Source material:
━━━━━━━━━━
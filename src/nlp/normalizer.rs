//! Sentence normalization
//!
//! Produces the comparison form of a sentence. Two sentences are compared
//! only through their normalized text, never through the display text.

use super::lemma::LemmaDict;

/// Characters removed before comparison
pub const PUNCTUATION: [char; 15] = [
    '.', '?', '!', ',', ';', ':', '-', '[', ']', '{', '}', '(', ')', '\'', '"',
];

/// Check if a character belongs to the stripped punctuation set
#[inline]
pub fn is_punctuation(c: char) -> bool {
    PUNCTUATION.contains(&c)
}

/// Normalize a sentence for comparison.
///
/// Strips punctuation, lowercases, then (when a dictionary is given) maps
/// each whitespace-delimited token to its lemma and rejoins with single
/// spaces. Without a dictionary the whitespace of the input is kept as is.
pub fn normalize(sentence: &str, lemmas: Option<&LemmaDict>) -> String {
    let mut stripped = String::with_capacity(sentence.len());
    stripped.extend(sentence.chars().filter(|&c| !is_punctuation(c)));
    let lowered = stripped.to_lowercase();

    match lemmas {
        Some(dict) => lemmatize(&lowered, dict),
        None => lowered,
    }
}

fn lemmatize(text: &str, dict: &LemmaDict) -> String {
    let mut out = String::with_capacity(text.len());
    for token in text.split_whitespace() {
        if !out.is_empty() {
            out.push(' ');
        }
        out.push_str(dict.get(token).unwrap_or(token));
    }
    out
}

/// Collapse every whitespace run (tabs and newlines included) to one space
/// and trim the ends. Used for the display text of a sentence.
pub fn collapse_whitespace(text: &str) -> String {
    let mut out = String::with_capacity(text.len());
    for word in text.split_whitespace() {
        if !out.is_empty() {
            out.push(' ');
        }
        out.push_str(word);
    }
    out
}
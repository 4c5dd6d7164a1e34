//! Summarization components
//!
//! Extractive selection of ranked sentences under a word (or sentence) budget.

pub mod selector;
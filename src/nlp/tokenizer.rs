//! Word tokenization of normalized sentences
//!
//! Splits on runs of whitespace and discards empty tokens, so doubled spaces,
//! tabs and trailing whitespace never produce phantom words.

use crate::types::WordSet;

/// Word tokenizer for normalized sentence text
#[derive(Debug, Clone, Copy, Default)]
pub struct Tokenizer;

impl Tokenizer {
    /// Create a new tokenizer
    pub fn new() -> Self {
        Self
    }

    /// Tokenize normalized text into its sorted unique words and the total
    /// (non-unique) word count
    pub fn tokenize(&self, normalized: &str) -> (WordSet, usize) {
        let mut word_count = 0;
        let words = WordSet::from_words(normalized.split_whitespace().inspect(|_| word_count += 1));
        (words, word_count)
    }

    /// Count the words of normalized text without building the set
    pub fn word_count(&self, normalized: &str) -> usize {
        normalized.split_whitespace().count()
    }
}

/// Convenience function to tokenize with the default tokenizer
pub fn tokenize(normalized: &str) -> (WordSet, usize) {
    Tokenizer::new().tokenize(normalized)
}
━━━━━━━━━━
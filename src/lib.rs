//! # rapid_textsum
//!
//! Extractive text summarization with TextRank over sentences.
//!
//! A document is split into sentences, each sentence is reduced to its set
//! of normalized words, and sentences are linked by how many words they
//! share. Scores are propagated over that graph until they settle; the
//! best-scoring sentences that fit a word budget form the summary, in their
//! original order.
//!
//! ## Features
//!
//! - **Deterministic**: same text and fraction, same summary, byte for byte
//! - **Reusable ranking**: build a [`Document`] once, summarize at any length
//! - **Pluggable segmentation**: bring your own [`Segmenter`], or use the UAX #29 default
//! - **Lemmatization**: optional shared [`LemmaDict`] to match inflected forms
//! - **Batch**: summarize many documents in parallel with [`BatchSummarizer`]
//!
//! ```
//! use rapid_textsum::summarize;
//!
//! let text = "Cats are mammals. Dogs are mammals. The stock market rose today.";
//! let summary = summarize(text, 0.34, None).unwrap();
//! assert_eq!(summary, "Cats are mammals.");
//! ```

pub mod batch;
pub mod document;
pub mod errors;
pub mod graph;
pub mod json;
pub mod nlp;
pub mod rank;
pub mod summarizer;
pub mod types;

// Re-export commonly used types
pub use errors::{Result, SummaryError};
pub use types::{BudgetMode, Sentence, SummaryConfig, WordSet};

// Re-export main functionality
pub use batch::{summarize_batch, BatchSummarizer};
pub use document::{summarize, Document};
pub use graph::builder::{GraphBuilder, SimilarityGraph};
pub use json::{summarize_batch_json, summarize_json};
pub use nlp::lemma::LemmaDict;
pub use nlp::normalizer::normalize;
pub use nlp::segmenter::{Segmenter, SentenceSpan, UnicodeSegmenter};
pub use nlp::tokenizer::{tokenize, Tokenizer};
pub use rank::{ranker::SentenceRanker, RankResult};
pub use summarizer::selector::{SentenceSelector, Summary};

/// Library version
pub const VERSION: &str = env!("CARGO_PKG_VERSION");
━━━━━━━━━━
Goal of the exercise: Your task is to copy every line of the entries that contains the string "each".

Response:
/// each whitespace-delimited token to its lemma and rejoins with single
//! A document is split into sentences, each sentence is reduced to its set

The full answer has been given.